Stored dataset items
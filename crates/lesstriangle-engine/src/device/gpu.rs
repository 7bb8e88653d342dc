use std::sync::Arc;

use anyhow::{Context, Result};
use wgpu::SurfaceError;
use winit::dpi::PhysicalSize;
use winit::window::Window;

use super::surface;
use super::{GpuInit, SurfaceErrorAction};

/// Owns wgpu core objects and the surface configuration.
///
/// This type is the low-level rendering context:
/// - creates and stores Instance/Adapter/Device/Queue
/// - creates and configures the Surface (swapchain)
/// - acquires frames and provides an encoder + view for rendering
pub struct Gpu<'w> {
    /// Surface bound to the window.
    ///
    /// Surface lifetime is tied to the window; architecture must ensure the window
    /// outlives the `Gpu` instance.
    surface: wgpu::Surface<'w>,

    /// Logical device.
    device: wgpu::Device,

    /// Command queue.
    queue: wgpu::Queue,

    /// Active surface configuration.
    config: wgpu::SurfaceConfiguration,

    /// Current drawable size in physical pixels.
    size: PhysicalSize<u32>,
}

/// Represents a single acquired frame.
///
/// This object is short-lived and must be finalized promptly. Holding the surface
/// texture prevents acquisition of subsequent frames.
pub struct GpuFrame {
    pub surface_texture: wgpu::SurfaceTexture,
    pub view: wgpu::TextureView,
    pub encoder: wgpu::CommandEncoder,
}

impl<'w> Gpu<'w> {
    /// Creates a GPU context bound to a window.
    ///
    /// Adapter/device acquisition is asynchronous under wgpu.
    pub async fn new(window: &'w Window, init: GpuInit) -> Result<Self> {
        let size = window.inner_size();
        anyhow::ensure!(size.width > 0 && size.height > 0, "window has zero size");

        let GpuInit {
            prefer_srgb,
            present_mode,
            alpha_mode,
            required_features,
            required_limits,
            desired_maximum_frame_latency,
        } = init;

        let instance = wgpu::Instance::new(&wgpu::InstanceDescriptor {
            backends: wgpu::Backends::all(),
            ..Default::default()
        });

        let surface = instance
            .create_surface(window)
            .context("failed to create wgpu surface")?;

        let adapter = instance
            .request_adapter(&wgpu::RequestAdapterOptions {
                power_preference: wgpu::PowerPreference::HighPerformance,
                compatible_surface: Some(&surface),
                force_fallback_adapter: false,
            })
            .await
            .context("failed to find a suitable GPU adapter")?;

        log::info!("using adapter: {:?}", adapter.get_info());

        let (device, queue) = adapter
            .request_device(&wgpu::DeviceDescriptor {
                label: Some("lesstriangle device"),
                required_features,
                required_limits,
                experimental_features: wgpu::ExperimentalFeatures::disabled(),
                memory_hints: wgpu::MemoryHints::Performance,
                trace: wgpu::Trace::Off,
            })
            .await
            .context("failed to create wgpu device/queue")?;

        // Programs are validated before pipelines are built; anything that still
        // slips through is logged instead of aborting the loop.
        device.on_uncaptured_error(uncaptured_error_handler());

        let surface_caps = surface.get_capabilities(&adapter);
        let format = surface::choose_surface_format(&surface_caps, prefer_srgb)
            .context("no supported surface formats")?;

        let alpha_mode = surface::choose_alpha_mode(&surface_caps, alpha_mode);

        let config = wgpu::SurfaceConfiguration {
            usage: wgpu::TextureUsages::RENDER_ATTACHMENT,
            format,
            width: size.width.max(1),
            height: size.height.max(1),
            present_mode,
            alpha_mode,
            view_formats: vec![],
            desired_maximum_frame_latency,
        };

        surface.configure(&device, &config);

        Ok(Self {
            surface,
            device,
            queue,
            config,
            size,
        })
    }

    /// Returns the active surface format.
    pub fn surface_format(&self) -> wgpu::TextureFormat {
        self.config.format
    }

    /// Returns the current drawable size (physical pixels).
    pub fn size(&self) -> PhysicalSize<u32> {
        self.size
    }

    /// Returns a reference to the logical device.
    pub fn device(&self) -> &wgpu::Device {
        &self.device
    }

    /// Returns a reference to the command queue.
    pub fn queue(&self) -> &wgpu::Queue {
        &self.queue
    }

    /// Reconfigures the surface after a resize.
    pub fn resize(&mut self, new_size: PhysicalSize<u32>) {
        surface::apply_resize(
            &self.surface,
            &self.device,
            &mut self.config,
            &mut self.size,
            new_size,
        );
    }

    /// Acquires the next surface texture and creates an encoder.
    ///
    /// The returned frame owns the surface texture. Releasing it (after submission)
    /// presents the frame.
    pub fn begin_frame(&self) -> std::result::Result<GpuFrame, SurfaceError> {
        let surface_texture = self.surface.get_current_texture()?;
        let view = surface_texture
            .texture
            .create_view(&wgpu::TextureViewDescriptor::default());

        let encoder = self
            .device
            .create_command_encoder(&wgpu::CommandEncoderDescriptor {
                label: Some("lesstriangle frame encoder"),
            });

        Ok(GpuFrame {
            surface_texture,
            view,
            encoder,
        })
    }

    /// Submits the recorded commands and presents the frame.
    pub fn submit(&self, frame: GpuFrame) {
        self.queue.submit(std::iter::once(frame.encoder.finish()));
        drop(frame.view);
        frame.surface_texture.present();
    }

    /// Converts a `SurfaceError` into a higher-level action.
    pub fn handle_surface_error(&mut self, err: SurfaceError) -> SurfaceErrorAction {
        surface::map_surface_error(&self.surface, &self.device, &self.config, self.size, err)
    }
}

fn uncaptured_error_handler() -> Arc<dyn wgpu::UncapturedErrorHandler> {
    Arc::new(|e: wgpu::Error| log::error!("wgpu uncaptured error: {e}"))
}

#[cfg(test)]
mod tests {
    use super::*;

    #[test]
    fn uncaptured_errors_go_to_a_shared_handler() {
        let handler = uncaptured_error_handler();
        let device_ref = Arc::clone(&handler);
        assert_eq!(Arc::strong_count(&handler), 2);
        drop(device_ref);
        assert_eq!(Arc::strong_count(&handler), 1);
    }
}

WORK TASK:
What you should output is every line of the records above, from the first through the line containing "This type is", unchanged.

RESPONSE TO THIS EXERCISE:
filename crates/lesstriangle-engine/src/device/gpu.rs
repository 7bb8e88653d342dc
use std::sync::Arc;

use anyhow::{Context, Result};
use wgpu::SurfaceError;
use winit::dpi::PhysicalSize;
use winit::window::Window;

use super::surface;
use super::{GpuInit, SurfaceErrorAction};

/// Owns wgpu core objects and the surface configuration.
///
/// This type is the low-level rendering context:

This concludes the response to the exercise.